Benfica-F. C. Porto, 1-2 (2010/11 - 25.ª jornada)
Recital de Villas-Boas
Um dos melhores F. C. Porto da história não desperdiçou a oportunidade de tornar ainda mais especial uma época histórica. Antes de ainda conquistar a Liga Europa e a Taça de Portugal, a equipa de André Villas-Boas foi à Luz confirmar a conquista do título com um triunfo por 1-2. A festa foi regada e fez-se às escuras.
F. C. Porto-Benfica, 0-2 (1990/91 - 34.ª jornada)
César Brito resolve
Se não é uma das vitórias mais importantes do Benfica na casa do F. C. Porto, anda lá perto. As águias chegaram às Antas com um ponto de vantagem, pelo que a liderança estava em jogo. Os dragões passariam para a frente se ganhassem, mas César Brito saiu do banco para bisar e encomendar as faixas para a Luz.

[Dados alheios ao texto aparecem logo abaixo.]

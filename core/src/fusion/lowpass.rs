/// Smoothing factor applied per update.
pub const SMOOTHING_FACTOR: f32 = 0.05;

/// Exponentially smoothed three-component buffer.
///
/// Holds the running moving average of every sample blended in so far.
/// State starts at zero and is mutated in place for the lifetime of the
/// owning engine.
#[derive(Debug, Clone, Default)]
pub struct LowPass {
    state: [f32; 3],
}

impl LowPass {
    pub fn new() -> Self {
        Self { state: [0.0; 3] }
    }

    /// Blends a raw sample into the smoothed state, per component.
    /// Inputs shorter than three components leave the tail untouched.
    pub fn apply(&mut self, input: &[f32]) {
        for (slot, &raw) in self.state.iter_mut().zip(input) {
            *slot += SMOOTHING_FACTOR * (raw - *slot);
        }
    }

    pub fn state(&self) -> &[f32; 3] {
        &self.state
    }

    /// First component, the only one meaningful for scalar streams.
    pub fn first(&self) -> f32 {
        self.state[0]
    }
}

F. C. Porto-Benfica, 1-1 (1977/78 - antepenúltima jornada)
Fim ao jejum de 19 anos
Há 19 anos sem ser campeão, o F. C. Porto recebeu o Benfica na penúltima jornada do campeonato com a liderança segura por um ponto. Uma derrota prolongaria aquela que foi a maior seca da história do clube, mas os dragões conseguiram um empate dramático com as águias, graças a um golo de Ademir aos 83 minutos.
Benfica-F. C. Porto, 0-0 (1968/69 - antepenúltima jornada)
Empate vale título
Colados durante praticamente todo o campeonato, águias e dragões defrontaram-se na penúltima jornada separados por dois pontos e com a luta pelo título totalmente em aberto. Os portistas precisavam de ganhar para subir à liderança, mas o duelo acabou sem golos. O Benfica manteve o primeiro lugar e seria campeão.
Benfica-F. C. Porto, 2-3 (1939/40 - última jornada)
Festa em casa alheia
Na última jornada, o F. C. Porto entrou na casa do Benfica pressionado pelo Sporting e obrigado a pontuar para não deixar fugir o título. Os dragões, que nessa época venceram 17 das 18 jornadas do campeonato, não perderam e só empataram uma, superiorizaram-se às águias e foram campeões pela terceira vez na história.